Here, we describe in vivo roles of miR160-directed ARF17 posttranscriptional regulation. Plants expressing a miRNA-resistant version of ARF17 (5mARF17) display increased ARF17 mRNA accumulation and exhibit dramatic developmental defects. These phenotypes correlate with reduced accumulation of GH3.5 and DFL1/GH3.6, two closely related mRNAs (Staswick et al., 2002), and increased accumulation of YDK1/GH3.2 and GH3.3, two other closely related mRNAs (Staswick et al., 2002), as well as DR5-GUS. These results indicate that miR160-directed regulation of ARF17 is critical for proper development, establish a molecular link between ARF17 and the auxin response pathway, and add another posttranscriptional regulatory dimension to ARF-mediated regulation.

The Developmental Abnormalities of 5mARF17 Plants Overlap with Those of Plants Impaired in miRNA Functioning

In Arabidopsis, mutations in DCL1, AGO1, HYL1, and HEN1 impair the miRNA pathway and lead to developmental defects that overlap with those exhibited by 5mARF17 plants.
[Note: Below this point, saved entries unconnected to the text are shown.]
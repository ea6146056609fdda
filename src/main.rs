mod cli;
mod stdio_transport;

use anyhow::Context;
use clap::Parser;
use std::io::{BufRead, Write};
use std::sync::Arc;
use std::time::Duration;
use tracing_subscriber::EnvFilter;

use aura_domain::config::{Config, ConfigSeverity};
use aura_orchestrator::{AvailableCredentials, Dispatcher, SharedTurnDeps, TurnContext};
use aura_providers::ProviderRegistry;
use aura_sessions::SessionRegistry;
use aura_tools::builtin::{GetWeatherTool, SwitchLlmTool};
use aura_tools::ToolRegistry;

use cli::{Cli, Command, ConfigCommand};

fn main() -> anyhow::Result<()> {
    let cli = Cli::parse();

    match cli.command {
        None | Some(Command::Serve) => {
            init_tracing();
            let (config, _config_path) = cli::load_config()?;
            run_daemon(Arc::new(config))
        }
        Some(Command::Config(ConfigCommand::Validate)) => {
            let (config, config_path) = cli::load_config()?;
            let issues = config.validate();
            for issue in &issues {
                println!("{issue}");
            }
            let errors = issues.iter().filter(|i| i.severity == ConfigSeverity::Error).count();
            if errors > 0 {
                anyhow::bail!("{config_path}: {errors} error(s)");
            }
            println!("{config_path}: OK");
            Ok(())
        }
        Some(Command::Config(ConfigCommand::Show)) => {
            let (config, _config_path) = cli::load_config()?;
            println!("{}", toml::to_string_pretty(&config).context("serializing config")?);
            Ok(())
        }
        Some(Command::Version) => {
            println!("aurad {}", env!("CARGO_PKG_VERSION"));
            Ok(())
        }
    }
}

fn init_tracing() {
    tracing_subscriber::fmt()
        .with_env_filter(EnvFilter::try_from_default_env().unwrap_or_else(|_| EnvFilter::new("info,aura=debug")))
        .json()
        .init();
}

/// Brings up the session registry, provider registry, tool registry and idle
/// sweep, then drives the LOCAL session from stdin until EOF. Framing for
/// remote clients (satellite/legacy/web) lives outside this crate.
fn run_daemon(config: Arc<Config>) -> anyhow::Result<()> {
    tracing::info!("aura starting");

    let issues = config.validate();
    for issue in &issues {
        match issue.severity {
            ConfigSeverity::Warning => tracing::warn!("config: {issue}"),
            ConfigSeverity::Error => tracing::error!("config: {issue}"),
        }
    }
    if issues.iter().any(|i| i.severity == ConfigSeverity::Error) {
        anyhow::bail!(
            "config validation failed with {} error(s)",
            issues.iter().filter(|i| i.severity == ConfigSeverity::Error).count()
        );
    }

    let registry = Arc::new(SessionRegistry::new(config.sessions.max_sessions));

    // ProviderRegistry::from_config already warns on each individual init
    // error; this just summarizes the outcome.
    let providers = ProviderRegistry::from_config(&config.llm);
    tracing::info!(
        providers = providers.len(),
        init_errors = providers.init_errors().len(),
        "provider registry ready"
    );

    let mut tools = ToolRegistry::new();
    tools.register(Arc::new(GetWeatherTool));
    tools.register(Arc::new(SwitchLlmTool));

    let available_credentials = AvailableCredentials::from_config(&config.llm);

    let shared_deps = Arc::new(SharedTurnDeps {
        providers,
        tools,
        llm_defaults: config.llm.clone(),
        available_credentials,
        max_tool_iterations: config.turn.max_tool_iterations,
    });

    // LOCAL is driven synchronously on the main thread; satellite/legacy/web
    // turns go through the worker-pool dispatcher instead.
    let dispatcher = Dispatcher::new(config.sessions.max_satellite_workers, shared_deps.clone());
    tracing::info!(
        workers_per_kind = dispatcher.worker_count(aura_orchestrator::TransportKind::Satellite),
        "worker-pool dispatcher ready"
    );

    let idle_sweep = aura_sessions::idle_sweep::spawn(
        registry.clone(),
        Duration::from_secs(config.sessions.session_timeout_sec),
        Duration::from_secs(30),
    );

    let local = registry.get_local();
    local.rebind_transport(Arc::new(stdio_transport::StdioTransport::new()));
    local.init_with_system_prompt(config.sessions.default_prompts.local.clone());

    let ctx = TurnContext {
        providers: &shared_deps.providers,
        tools: &shared_deps.tools,
        llm_defaults: &shared_deps.llm_defaults,
        available_credentials: &shared_deps.available_credentials,
        max_tool_iterations: shared_deps.max_tool_iterations,
    };

    println!("aura ready. Type a message and press Enter (Ctrl-D to quit).");
    let stdin = std::io::stdin();
    for line in stdin.lock().lines() {
        let line = line.context("reading stdin")?;
        if line.trim().is_empty() {
            continue;
        }
        print!("> ");
        std::io::stdout().flush().ok();

        match aura_orchestrator::run_turn(&ctx, &local, &line, None) {
            Ok(aura_orchestrator::TurnResult::FinalText(_)) => {}
            Ok(aura_orchestrator::TurnResult::Cancelled) => {
                println!("[turn cancelled]");
            }
            Err(e) => {
                tracing::error!(error = %e, "turn failed");
                println!("[error: {e}]");
            }
        }
    }

    idle_sweep.stop();
    dispatcher.shutdown();

    let history_dir = std::env::temp_dir();
    registry.save_all_histories(&history_dir).context("saving session histories on shutdown")?;
    tracing::info!(dir = %history_dir.display(), "histories saved");

    Ok(())
}
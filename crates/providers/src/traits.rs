use aura_domain::error::Result;
use aura_domain::message::{Message, ToolCall, ToolDefinition};

/// Request shape fed to one blocking LLM call.
pub struct ChatRequest<'a> {
    /// Carried through only for trace attribution (`TraceEvent::LlmRequest`);
    /// providers never branch on it.
    pub session_id: u64,
    pub model: &'a str,
    pub messages: &'a [Message],
    pub tools: &'a [ToolDefinition],
    pub temperature: Option<f32>,
    pub max_tokens: Option<u32>,
}

#[derive(Debug, Clone, Copy, Default)]
pub struct Usage {
    pub prompt_tokens: u32,
    pub completion_tokens: u32,
    pub total_tokens: u32,
}

/// Result of one `chat_stream` call: the accumulated assistant text and any
/// native tool calls the model produced.
#[derive(Debug, Clone, Default)]
pub struct ChatOutcome {
    pub text: String,
    pub tool_calls: Vec<ToolCall>,
    pub usage: Option<Usage>,
    pub finish_reason: Option<String>,
}

/// The sink a provider feeds every text delta to, in order, as it streams.
/// The Turn Orchestrator's Streaming Filter is the concrete implementation.
pub trait ChunkSink {
    fn on_chunk(&mut self, text: &str);
}

/// A no-op sink, useful for tests and for the follow-up call after
/// `skip_followup` has already resolved (§4.7 step 5 — no LLM call made).
pub struct NullSink;
impl ChunkSink for NullSink {
    fn on_chunk(&mut self, _text: &str) {}
}

/// Blocking LLM transport. `chat_stream` blocks the calling worker thread
/// for the duration of the HTTP call; no session lock may be held across it
/// (the resolved policy is taken by value, per the policy resolver contract).
pub trait LlmProvider: Send + Sync {
    fn provider_id(&self) -> &str;

    fn chat_stream(&self, req: &ChatRequest<'_>, sink: &mut dyn ChunkSink) -> Result<ChatOutcome>;
}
In particular, hypomorphic ago1 rosette leaves are serrated and ago1, hyl1, and hen1 null mutants exhibit upwardly curled rosette leaves and a dwarfed stature. Indeed, miR160 accumulation is reduced and ARF17 mRNA accumulation is increased in dcl1, ago1, hyl1, and hen1 mutants (Kasschau et al., 2003; Vaucheret et al., 2004; Vazquez et al., 2004a), consistent with the possibility that reduced miR160-directed ARF17 regulation contributes to the developmental abnormalities of these mutants.

Viral proteins can interfere with the miRNA pathway and affect development when expressed in plants (Mallory et al., 2002; Kasschau et al., 2003; Chapman et al., 2004; Dunoyer et al., 2004). For example, Arabidopsis plants expressing viral proteins P1/HC-Pro, p19, p15, and p21 display reduced miRNA-directed mRNA cleavage and developmental abnormalities (Kasschau et al., 2003; Chapman et al., 2004; Dunoyer et al., 2004), whereas plants expressing viral proteins 2b, p38, and p25 are not impaired in miRNA-directed target mRNA cleavage and lack dramatic developmental defects (Chapman et al., 2004; Dunoyer et al., 2004). The small, serrated rosette leaf phenotypes of P1/HC-Pro, p19, p15, and p21 expressing plants (Kasschau et al., 2003; Chapman et al., 2004; Dunoyer et al., 2004) are strikingly similar to those of 5mARF17 plants (Figures 3E to 3I). In addition, P1/HC-Pro plants exhibit reduced stamen size (Kasschau et al., 2003; Chapman et al., 2004; Dunoyer et al., 2004), and p19 and p15 plants have smaller petals (Chapman et al., 2004; Dunoyer et al., 2004), also reminiscent of 5mARF17 plants (Figures 4A to 4H), suggesting that disrupted miR160-directed ARF17 regulation can largely explain many of the developmental defects of plants expressing viral-encoded silencing suppressors.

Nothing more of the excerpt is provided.